RECORDS SHOWN START
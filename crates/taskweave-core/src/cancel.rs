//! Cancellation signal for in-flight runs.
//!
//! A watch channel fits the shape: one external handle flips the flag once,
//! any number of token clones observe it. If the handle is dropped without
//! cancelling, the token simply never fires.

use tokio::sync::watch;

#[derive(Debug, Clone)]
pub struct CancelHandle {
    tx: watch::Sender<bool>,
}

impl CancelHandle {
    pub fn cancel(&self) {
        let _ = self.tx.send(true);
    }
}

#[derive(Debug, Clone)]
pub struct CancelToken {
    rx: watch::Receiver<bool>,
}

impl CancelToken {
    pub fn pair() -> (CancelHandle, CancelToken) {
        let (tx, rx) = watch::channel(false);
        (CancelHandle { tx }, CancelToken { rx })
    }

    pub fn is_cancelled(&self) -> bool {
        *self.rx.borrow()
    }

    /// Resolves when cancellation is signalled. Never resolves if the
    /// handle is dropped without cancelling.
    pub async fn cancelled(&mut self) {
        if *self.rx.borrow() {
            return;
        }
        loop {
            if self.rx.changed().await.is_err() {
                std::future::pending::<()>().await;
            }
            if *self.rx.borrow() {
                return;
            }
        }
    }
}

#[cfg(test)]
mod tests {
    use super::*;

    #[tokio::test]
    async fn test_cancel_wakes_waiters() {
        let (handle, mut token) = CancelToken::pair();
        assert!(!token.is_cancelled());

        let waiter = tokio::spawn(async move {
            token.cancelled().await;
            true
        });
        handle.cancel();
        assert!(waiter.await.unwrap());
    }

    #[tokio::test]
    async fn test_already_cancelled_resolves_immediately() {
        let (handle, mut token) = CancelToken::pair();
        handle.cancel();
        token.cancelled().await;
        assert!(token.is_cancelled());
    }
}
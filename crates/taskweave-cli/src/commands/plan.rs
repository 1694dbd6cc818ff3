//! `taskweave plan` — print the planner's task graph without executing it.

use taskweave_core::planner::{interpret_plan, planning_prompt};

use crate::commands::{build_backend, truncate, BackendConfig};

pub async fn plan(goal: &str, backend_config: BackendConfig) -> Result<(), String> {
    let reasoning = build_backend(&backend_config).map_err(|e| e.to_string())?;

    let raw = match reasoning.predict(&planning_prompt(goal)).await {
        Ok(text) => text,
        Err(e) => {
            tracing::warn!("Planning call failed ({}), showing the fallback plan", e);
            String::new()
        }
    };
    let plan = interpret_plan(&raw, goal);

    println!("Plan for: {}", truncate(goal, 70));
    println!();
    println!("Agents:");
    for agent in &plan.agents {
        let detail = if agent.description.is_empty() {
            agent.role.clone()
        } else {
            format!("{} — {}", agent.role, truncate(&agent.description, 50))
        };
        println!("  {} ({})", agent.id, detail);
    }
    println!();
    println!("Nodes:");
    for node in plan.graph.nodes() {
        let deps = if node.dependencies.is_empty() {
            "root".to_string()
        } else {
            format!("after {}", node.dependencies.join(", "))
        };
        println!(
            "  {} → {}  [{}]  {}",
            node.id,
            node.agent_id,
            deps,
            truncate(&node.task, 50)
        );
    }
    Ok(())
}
RECORDS SHOWN END
RECORDS SHOWN START
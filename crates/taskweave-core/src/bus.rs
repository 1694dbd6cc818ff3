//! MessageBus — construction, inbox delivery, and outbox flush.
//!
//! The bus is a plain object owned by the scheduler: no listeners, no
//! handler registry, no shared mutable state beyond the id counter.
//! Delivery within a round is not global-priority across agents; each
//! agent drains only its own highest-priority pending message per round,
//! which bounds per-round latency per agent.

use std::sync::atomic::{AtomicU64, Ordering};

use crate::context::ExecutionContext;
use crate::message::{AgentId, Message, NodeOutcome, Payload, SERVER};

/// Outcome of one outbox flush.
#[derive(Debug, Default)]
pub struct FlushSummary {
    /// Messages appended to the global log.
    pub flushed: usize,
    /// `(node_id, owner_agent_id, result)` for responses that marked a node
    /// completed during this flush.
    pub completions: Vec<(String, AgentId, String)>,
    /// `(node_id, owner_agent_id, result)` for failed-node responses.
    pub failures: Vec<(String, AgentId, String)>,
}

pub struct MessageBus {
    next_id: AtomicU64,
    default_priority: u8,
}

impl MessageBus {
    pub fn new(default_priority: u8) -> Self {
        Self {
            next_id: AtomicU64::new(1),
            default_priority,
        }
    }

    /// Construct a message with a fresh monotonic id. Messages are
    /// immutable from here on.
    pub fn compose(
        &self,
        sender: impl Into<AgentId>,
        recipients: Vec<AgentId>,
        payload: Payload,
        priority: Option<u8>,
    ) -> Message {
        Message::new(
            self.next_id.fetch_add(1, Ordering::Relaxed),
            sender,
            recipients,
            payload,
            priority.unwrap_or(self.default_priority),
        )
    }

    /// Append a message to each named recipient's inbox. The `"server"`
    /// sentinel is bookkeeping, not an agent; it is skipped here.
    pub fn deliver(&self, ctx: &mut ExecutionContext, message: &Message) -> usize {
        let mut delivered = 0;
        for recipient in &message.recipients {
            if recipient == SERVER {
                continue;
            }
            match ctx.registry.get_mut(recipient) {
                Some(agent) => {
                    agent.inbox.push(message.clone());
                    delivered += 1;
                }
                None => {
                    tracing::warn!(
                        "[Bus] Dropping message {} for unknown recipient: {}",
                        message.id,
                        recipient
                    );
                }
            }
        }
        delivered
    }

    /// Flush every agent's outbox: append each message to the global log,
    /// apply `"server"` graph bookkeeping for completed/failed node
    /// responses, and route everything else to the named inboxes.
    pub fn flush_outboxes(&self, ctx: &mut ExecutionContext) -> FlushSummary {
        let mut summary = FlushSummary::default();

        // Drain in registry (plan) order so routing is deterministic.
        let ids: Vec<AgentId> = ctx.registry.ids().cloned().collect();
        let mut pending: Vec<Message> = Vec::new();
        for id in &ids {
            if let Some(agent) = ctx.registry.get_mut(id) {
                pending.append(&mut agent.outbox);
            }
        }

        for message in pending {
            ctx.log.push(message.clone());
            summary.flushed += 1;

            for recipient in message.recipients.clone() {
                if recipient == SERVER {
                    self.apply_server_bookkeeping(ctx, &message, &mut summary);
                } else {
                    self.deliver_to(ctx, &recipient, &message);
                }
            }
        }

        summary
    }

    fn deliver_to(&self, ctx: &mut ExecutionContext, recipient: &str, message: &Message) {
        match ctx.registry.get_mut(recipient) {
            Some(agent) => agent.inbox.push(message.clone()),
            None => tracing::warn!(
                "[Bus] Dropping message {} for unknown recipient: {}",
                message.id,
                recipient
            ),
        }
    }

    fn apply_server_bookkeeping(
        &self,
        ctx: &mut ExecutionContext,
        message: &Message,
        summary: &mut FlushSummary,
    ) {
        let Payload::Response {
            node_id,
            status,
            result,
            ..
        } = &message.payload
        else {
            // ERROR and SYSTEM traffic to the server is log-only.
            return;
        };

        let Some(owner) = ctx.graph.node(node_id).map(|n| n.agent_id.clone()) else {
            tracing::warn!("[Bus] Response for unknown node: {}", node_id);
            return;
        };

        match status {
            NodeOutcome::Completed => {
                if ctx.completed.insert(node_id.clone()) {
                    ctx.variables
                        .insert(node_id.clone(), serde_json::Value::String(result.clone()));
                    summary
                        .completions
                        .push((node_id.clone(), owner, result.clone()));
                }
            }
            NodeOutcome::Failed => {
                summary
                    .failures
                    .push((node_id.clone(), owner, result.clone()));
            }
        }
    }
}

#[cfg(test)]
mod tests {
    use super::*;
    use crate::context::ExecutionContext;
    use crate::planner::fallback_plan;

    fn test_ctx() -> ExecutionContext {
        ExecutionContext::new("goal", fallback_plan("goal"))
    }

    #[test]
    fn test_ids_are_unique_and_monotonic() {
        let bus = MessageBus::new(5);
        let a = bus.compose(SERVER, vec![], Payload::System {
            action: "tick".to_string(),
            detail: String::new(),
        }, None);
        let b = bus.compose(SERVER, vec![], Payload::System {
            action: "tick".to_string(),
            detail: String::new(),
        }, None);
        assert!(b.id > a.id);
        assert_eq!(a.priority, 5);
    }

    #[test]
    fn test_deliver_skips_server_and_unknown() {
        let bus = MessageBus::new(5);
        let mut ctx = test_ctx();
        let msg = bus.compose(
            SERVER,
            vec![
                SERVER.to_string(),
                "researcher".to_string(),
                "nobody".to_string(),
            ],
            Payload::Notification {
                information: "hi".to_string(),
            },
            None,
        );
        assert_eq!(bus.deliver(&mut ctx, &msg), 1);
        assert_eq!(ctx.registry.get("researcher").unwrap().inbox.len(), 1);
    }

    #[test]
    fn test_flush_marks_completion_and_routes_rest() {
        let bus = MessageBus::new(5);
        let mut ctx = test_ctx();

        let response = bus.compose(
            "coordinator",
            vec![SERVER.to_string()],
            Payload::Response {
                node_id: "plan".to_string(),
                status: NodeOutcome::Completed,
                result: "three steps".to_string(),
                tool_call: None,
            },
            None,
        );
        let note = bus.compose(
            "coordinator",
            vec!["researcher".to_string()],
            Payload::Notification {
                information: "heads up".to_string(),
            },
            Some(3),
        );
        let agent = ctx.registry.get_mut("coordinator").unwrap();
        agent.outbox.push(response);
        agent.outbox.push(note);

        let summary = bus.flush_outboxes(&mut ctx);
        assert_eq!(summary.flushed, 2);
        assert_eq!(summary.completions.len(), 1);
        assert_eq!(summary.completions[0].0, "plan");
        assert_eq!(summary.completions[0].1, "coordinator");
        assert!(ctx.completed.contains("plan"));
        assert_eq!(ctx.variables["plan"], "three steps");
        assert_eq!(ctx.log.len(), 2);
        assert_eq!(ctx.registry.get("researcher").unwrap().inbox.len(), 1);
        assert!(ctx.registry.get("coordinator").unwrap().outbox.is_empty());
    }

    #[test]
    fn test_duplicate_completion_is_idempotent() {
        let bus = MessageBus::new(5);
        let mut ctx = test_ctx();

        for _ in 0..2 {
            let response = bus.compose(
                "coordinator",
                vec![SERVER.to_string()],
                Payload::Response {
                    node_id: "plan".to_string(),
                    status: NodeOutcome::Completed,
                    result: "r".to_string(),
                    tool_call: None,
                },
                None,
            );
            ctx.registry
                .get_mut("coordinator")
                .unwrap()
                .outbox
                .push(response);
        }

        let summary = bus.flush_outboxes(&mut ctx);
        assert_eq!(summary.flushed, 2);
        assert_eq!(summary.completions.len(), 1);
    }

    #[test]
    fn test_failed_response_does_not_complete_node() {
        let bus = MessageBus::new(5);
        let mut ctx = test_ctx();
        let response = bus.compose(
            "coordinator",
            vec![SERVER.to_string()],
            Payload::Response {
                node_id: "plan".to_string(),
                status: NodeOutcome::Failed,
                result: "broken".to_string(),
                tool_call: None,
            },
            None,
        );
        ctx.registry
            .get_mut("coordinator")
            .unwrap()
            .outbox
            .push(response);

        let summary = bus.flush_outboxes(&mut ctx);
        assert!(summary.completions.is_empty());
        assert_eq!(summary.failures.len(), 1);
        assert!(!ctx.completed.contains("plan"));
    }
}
RECORDS SHOWN END
RECORDS SHOWN START
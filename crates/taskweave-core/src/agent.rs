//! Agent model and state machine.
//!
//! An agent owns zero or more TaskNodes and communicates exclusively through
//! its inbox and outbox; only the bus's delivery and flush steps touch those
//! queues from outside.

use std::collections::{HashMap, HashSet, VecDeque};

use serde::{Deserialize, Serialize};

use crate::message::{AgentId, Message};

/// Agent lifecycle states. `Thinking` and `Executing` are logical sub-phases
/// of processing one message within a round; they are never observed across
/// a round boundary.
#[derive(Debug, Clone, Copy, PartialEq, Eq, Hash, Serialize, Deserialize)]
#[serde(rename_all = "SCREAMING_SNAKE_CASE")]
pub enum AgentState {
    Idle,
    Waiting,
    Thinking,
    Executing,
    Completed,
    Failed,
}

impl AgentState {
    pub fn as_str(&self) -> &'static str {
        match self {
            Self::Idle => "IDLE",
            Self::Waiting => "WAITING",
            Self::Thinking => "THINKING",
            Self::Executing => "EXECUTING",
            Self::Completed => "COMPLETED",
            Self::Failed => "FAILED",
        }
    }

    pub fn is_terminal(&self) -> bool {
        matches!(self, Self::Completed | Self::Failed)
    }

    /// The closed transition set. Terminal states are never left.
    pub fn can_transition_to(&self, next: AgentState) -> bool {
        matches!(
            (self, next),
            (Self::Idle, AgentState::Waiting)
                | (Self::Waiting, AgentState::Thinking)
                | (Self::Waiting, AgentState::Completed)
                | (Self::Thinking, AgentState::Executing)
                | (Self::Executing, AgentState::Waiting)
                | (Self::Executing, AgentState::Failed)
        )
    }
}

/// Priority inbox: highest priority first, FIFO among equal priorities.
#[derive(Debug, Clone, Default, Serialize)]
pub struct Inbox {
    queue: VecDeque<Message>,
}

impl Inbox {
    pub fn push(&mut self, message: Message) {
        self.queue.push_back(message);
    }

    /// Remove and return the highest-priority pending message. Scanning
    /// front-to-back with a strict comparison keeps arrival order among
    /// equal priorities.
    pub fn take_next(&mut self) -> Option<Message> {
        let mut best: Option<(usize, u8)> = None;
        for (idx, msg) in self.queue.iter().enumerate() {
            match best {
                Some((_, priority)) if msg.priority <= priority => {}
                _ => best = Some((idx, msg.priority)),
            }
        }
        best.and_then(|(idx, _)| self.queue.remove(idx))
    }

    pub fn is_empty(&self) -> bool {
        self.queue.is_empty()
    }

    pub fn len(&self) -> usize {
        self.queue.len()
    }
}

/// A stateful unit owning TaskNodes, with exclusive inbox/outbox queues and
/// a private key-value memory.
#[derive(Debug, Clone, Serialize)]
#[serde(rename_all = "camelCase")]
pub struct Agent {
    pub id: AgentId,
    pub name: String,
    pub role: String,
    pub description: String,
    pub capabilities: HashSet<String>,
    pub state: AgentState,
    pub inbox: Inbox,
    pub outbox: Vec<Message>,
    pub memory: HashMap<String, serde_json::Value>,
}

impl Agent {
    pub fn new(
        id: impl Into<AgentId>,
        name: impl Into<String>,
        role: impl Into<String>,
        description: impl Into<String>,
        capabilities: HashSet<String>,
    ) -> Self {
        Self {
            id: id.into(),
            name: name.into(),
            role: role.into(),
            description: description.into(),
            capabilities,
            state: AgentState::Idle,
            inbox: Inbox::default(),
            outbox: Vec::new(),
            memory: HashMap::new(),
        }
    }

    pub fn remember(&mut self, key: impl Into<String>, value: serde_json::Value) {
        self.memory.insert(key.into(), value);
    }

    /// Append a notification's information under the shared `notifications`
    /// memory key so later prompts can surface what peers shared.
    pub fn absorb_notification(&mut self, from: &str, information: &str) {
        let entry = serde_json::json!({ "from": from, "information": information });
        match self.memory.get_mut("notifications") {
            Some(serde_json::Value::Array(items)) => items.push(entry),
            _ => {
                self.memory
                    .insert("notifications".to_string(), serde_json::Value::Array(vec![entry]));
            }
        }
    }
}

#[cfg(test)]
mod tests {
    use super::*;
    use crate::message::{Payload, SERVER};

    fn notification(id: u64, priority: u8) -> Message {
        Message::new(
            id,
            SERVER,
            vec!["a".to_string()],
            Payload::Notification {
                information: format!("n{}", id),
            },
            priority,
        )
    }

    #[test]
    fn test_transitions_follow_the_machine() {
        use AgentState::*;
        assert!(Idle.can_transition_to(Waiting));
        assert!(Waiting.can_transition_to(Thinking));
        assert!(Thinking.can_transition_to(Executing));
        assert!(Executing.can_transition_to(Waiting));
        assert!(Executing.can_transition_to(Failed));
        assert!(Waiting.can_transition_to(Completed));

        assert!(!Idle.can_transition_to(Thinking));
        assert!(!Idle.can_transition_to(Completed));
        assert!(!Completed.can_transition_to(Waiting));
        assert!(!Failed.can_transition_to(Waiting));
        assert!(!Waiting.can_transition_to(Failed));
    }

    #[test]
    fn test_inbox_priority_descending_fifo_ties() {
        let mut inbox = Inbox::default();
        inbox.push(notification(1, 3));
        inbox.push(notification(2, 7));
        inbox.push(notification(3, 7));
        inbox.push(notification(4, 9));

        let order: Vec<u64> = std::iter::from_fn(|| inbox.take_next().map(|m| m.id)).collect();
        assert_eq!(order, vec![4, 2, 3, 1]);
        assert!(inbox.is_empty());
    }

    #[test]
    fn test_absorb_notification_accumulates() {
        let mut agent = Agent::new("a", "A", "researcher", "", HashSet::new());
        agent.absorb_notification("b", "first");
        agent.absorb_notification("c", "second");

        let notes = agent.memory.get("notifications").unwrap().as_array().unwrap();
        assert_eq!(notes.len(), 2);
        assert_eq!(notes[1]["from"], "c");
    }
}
RECORDS SHOWN END
= TASK REQUIREMENTS =
Copy out every line of the data that includes "Dropping".

= SOLUTION TO THE PROBLEM =
                        "[Bus] Dropping message {} for unknown recipient: {}",
                "[Bus] Dropping message {} for unknown recipient: {}",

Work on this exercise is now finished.